NEW YORK (AP) - While some news organizations have tried to sneak material through airport screeners, ABC News thought bigger: the network smuggled depleted uranium into New York.

ABC conducted its operation to test how authorities are guarding against the possibility of a nuclear "dirty bomb" attack. Correspondent Brian Ross' investigation will air as part of ABC's Sept. 11 anniversary coverage next week.

Federal authorities are angry that they've had to spend time on ABC's experiment.

"The U.S. Customs Service is engaged in a deadly serious business," said its spokesman, Dean Boyd. "The American public wants us to focus on real threats, not fake ones."

The story comes amidst controversy over stories in the New York Daily News and on CBS this week about how journalists tried to test airport security by trying to pass items that should have set off alarms.

ABC said it borrowed 15 pounds of depleted uranium from an environmental group, the Natural Resources Defense Council, to send on its journey. The network said it consulted with experts to make sure it was safe; the Customs Service said such material has less radiation than a typical chest X-ray.

Boyd noted that depleted uranium is used widely for commercial purposes such as counterweights in elevators and in aircraft.

Ross carried it by train from Austria to Istanbul, Turkey. The contents clearly marked, it was packed in a container with wooden horse carts and terra cotta vases and shipped overseas to New York. Through it all, the depleted uranium went undetected.
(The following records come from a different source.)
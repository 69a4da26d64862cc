//! Input validation and sanitization utilities

use crate::error::CliError;

/// Validate that a URL is properly formatted
pub fn validate_url(url: &str) -> crate::Result<()> {
    if url.is_empty() {
        return Err(CliError::InvalidArguments("URL cannot be empty".to_string()).into());
    }

    // Basic URL validation - must start with http:// or https://
    if !url.starts_with("http://") && !url.starts_with("https://") {
        return Err(CliError::InvalidArguments(format!(
            "Invalid URL '{}': URL must start with http:// or https://",
            url
        ))
        .into());
    }

    Ok(())
}

/// Validate an endpoint path such as `v1/users/me`
pub fn validate_endpoint(endpoint: &str) -> crate::Result<()> {
    if endpoint.trim().is_empty() {
        return Err(CliError::InvalidArguments("Endpoint cannot be empty".to_string()).into());
    }

    if endpoint.chars().any(char::is_whitespace) {
        return Err(CliError::InvalidArguments(format!(
            "Invalid endpoint '{}': endpoint must not contain whitespace",
            endpoint
        ))
        .into());
    }

    if endpoint.contains('?') {
        return Err(CliError::InvalidArguments(format!(
            "Invalid endpoint '{}': pass query parameters separately",
            endpoint
        ))
        .into());
    }

    Ok(())
}

/// Validate a XING user id (`me` or `<number>_<hash>`)
pub fn validate_user_id(user_id: &str) -> crate::Result<()> {
    if user_id == "me" {
        return Ok(());
    }

    let valid = user_id
        .split_once('_')
        .is_some_and(|(num, hash)| {
            !num.is_empty()
                && num.chars().all(|c| c.is_ascii_digit())
                && !hash.is_empty()
                && hash.chars().all(|c| c.is_ascii_alphanumeric())
        });

    if !valid {
        return Err(CliError::InvalidArguments(format!(
            "Invalid user id '{}': expected 'me' or '<number>_<hash>'",
            user_id
        ))
        .into());
    }

    Ok(())
}

/// Split a `key=value` argument
pub fn parse_key_value(arg: &str) -> crate::Result<(String, String)> {
    match arg.split_once('=') {
        Some((key, value)) if !key.trim().is_empty() => {
            Ok((key.trim().to_string(), value.to_string()))
        }
        _ => Err(CliError::InvalidArguments(format!(
            "Invalid parameter '{}': expected key=value",
            arg
        ))
        .into()),
    }
}
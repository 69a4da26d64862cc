use clap::Parser;
use std::path::PathBuf;
use xing_core::storage::config::Config;

mod cli;
mod logging;

use cli::dispatcher::Dispatcher;
use cli::main_types::Cli;

#[tokio::main]
async fn main() -> Result<(), Box<dyn std::error::Error>> {
    let cli = Cli::parse();
    logging::init_logging(cli.verbose);

    // Load Config
    let config_path = cli
        .config_dir
        .as_ref()
        .map(|dir| PathBuf::from(dir).join("config.toml"));

    let config = match Config::load(config_path.clone()) {
        Ok(config) => config,
        Err(err) => {
            eprintln!("Error loading config: {}", err);
            std::process::exit(1);
        }
    };

    if cli.verbose {
        eprintln!("Verbose mode is enabled");

        if let Some(config_dir) = &cli.config_dir {
            eprintln!("Using config directory: {}", config_dir);
        }
    }

    let dispatcher = Dispatcher::new(config, config_path, cli.verbose);

    // Execute the command
    if let Err(e) = dispatcher.dispatch(cli.command).await {
        eprintln!("{}: {}", e.severity().label(), e.display_friendly());
        if let Some(hint) = e.troubleshooting_hint() {
            eprintln!("Hint: {}", hint);
        }
        std::process::exit(1);
    }

    Ok(())
}
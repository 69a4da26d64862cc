use crate::cli::command_handlers::{CallHandler, ConfigHandler, MeHandler};
use crate::cli::main_types::Commands;
use std::path::PathBuf;
use xing_core::api::client::XingClient;
use xing_core::core::services::config_service::ConfigService;
use xing_core::error::AppError;
use xing_core::storage::config::Config;
use xing_core::utils::logging::print_verbose;

pub struct Dispatcher {
    config: Config,
    config_path: Option<PathBuf>,
    verbose: bool,
}

impl Dispatcher {
    fn log_verbose(&self, msg: &str) {
        print_verbose(self.verbose, msg);
    }

    pub fn new(config: Config, config_path: Option<PathBuf>, verbose: bool) -> Self {
        Self {
            config,
            config_path,
            verbose,
        }
    }

    // Helper method to create ConfigService with current configuration
    fn create_config_service(&self) -> ConfigService {
        ConfigService::new(self.config.clone())
    }

    // Helper method to create a signed XingClient
    fn create_client(&self) -> Result<XingClient, AppError> {
        let service = self.create_config_service();
        self.log_verbose(&format!("Creating client for {}", service.get_base_url()));
        service.build_client()
    }

    pub async fn dispatch(&self, command: Commands) -> Result<(), AppError> {
        match command {
            Commands::Config { command } => {
                let handler = ConfigHandler::new();
                let mut config_service = self.create_config_service();
                handler.handle(
                    command,
                    &mut config_service,
                    self.config_path.clone(),
                    self.verbose,
                )
            }
            Commands::Call(args) => {
                let handler = CallHandler::new();
                let client = self.create_client()?;
                handler.handle(args, client, self.verbose).await
            }
            Commands::Me { fields } => {
                let handler = MeHandler::new();
                let client = self.create_client()?;
                handler.handle(fields, client, self.verbose).await
            }
        }
    }
}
"Seven countries, 25 days and 15 pounds of uranium," Ross said, "and not a single question."

The network was careful to obey all laws, federal and international, he said. The route and manner of transport followed a path outlined in court documents by an Osama bin Laden associate, who was investigated for his role in a plot to smuggle nuclear material, he said.

"One of our big concerns going into this was that we didn't want to teach terrorists something they didn't already know," he said.

ABC sent the container from Istanbul, a known smuggler's hotbed, to an address that had never received overseas shipping before because, in both cases, that should have made authorities suspicious, he said.

ABC and Customs differ on how authorities responded to a potential threat.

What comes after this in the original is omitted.